START Data for this exercise

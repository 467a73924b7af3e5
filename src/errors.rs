use axum::http::StatusCode;
use axum::response::{IntoResponse, Response};
use axum::Json;
use sea_orm::DbErr;
use serde_json::json;
use thiserror::Error;

/// Error taxonomy shared by every advisory service and handler.
///
/// Handlers return this directly; the `IntoResponse` impl is the single
/// place where domain failures map to HTTP statuses.
#[derive(Debug, Error)]
pub enum AdvisoryError {
    #[error("{entity} {id} not found")]
    NotFound { entity: &'static str, id: String },

    #[error("{0}")]
    InvalidArgument(String),

    #[error("invalid username or password")]
    Unauthorized,

    #[error("cannot delete {entity} {id}: still referenced by {dependents}")]
    ReferentialConflict {
        entity: &'static str,
        id: String,
        dependents: &'static str,
    },

    #[error("storage error: {0}")]
    Storage(#[from] DbErr),
}

impl AdvisoryError {
    pub fn not_found(entity: &'static str, id: impl ToString) -> Self {
        Self::NotFound {
            entity,
            id: id.to_string(),
        }
    }

    pub fn invalid_argument(message: impl Into<String>) -> Self {
        Self::InvalidArgument(message.into())
    }

    pub fn status_code(&self) -> StatusCode {
        match self {
            Self::NotFound { .. } => StatusCode::NOT_FOUND,
            Self::InvalidArgument(_) => StatusCode::BAD_REQUEST,
            Self::Unauthorized => StatusCode::UNAUTHORIZED,
            Self::ReferentialConflict { .. } => StatusCode::CONFLICT,
            // Connection-level failures are transient and retryable by the
            // caller; everything else is an internal fault.
            Self::Storage(DbErr::Conn(_)) => StatusCode::SERVICE_UNAVAILABLE,
            Self::Storage(_) => StatusCode::INTERNAL_SERVER_ERROR,
        }
    }
}

impl IntoResponse for AdvisoryError {
    fn into_response(self) -> Response {
        let status = self.status_code();
        if status.is_server_error() {
            tracing::error!("{}", self);
        }
        (status, Json(json!({ "error": self.to_string() }))).into_response()
    }
}

#[cfg(test)]
mod tests {
    use super::*;
    use sea_orm::RuntimeErr;

    #[test]
    fn not_found_maps_to_404() {
        let err = AdvisoryError::not_found("pest", 7);
        assert_eq!(err.status_code(), StatusCode::NOT_FOUND);
        assert_eq!(err.to_string(), "pest 7 not found");
    }

    #[test]
    fn invalid_argument_maps_to_400() {
        let err = AdvisoryError::invalid_argument("plot_name is required");
        assert_eq!(err.status_code(), StatusCode::BAD_REQUEST);
    }

    #[test]
    fn referential_conflict_maps_to_409() {
        let err = AdvisoryError::ReferentialConflict {
            entity: "active ingredient",
            id: "3".to_string(),
            dependents: "trade products",
        };
        assert_eq!(err.status_code(), StatusCode::CONFLICT);
        assert!(err.to_string().contains("still referenced"));
    }

    #[test]
    fn connection_errors_are_unavailable_others_internal() {
        let conn = AdvisoryError::Storage(DbErr::Conn(RuntimeErr::Internal(
            "connection refused".to_string(),
        )));
        assert_eq!(conn.status_code(), StatusCode::SERVICE_UNAVAILABLE);

        let query = AdvisoryError::Storage(DbErr::Custom("bad query".to_string()));
        assert_eq!(query.status_code(), StatusCode::INTERNAL_SERVER_ERROR);
    }
}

END Data for this exercise

Instructions to follow
Go through the records and set every one down exactly.

Problem solution
repository 467a73924b7af3e5
filename src/errors.rs
use axum::http::StatusCode;
use axum::response::{IntoResponse, Response};
use axum::Json;
use sea_orm::DbErr;
use serde_json::json;
use thiserror::Error;

/// Error taxonomy shared by every advisory service and handler.
///
/// Handlers return this directly; the `IntoResponse` impl is the single
/// place where domain failures map to HTTP statuses.
#[derive(Debug, Error)]
pub enum AdvisoryError {
    #[error("{entity} {id} not found")]
    NotFound { entity: &'static str, id: String },

    #[error("{0}")]
    InvalidArgument(String),

    #[error("invalid username or password")]
    Unauthorized,

    #[error("cannot delete {entity} {id}: still referenced by {dependents}")]
    ReferentialConflict {
        entity: &'static str,
        id: String,
        dependents: &'static str,
    },

    #[error("storage error: {0}")]
    Storage(#[from] DbErr),
}

impl AdvisoryError {
    pub fn not_found(entity: &'static str, id: impl ToString) -> Self {
        Self::NotFound {
            entity,
            id: id.to_string(),
        }
    }

    pub fn invalid_argument(message: impl Into<String>) -> Self {
        Self::InvalidArgument(message.into())
    }

    pub fn status_code(&self) -> StatusCode {
        match self {
            Self::NotFound { .. } => StatusCode::NOT_FOUND,
            Self::InvalidArgument(_) => StatusCode::BAD_REQUEST,
            Self::Unauthorized => StatusCode::UNAUTHORIZED,
            Self::ReferentialConflict { .. } => StatusCode::CONFLICT,
            // Connection-level failures are transient and retryable by the
            // caller; everything else is an internal fault.
            Self::Storage(DbErr::Conn(_)) => StatusCode::SERVICE_UNAVAILABLE,
            Self::Storage(_) => StatusCode::INTERNAL_SERVER_ERROR,
        }
    }
}

impl IntoResponse for AdvisoryError {
    fn into_response(self) -> Response {
        let status = self.status_code();
        if status.is_server_error() {
            tracing::error!("{}", self);
        }
        (status, Json(json!({ "error": self.to_string() }))).into_response()
    }
}

#[cfg(test)]
mod tests {
    use super::*;
    use sea_orm::RuntimeErr;

    #[test]
    fn not_found_maps_to_404() {
        let err = AdvisoryError::not_found("pest", 7);
        assert_eq!(err.status_code(), StatusCode::NOT_FOUND);
        assert_eq!(err.to_string(), "pest 7 not found");
    }

    #[test]
    fn invalid_argument_maps_to_400() {
        let err = AdvisoryError::invalid_argument("plot_name is required");
        assert_eq!(err.status_code(), StatusCode::BAD_REQUEST);
    }

    #[test]
    fn referential_conflict_maps_to_409() {
        let err = AdvisoryError::ReferentialConflict {
            entity: "active ingredient",
            id: "3".to_string(),
            dependents: "trade products",
        };
        assert_eq!(err.status_code(), StatusCode::CONFLICT);
        assert!(err.to_string().contains("still referenced"));
    }

    #[test]
    fn connection_errors_are_unavailable_others_internal() {
        let conn = AdvisoryError::Storage(DbErr::Conn(RuntimeErr::Internal(
            "connection refused".to_string(),
        )));
        assert_eq!(conn.status_code(), StatusCode::SERVICE_UNAVAILABLE);

        let query = AdvisoryError::Storage(DbErr::Custom("bad query".to_string()));
        assert_eq!(query.status_code(), StatusCode::INTERNAL_SERVER_ERROR);
    }
}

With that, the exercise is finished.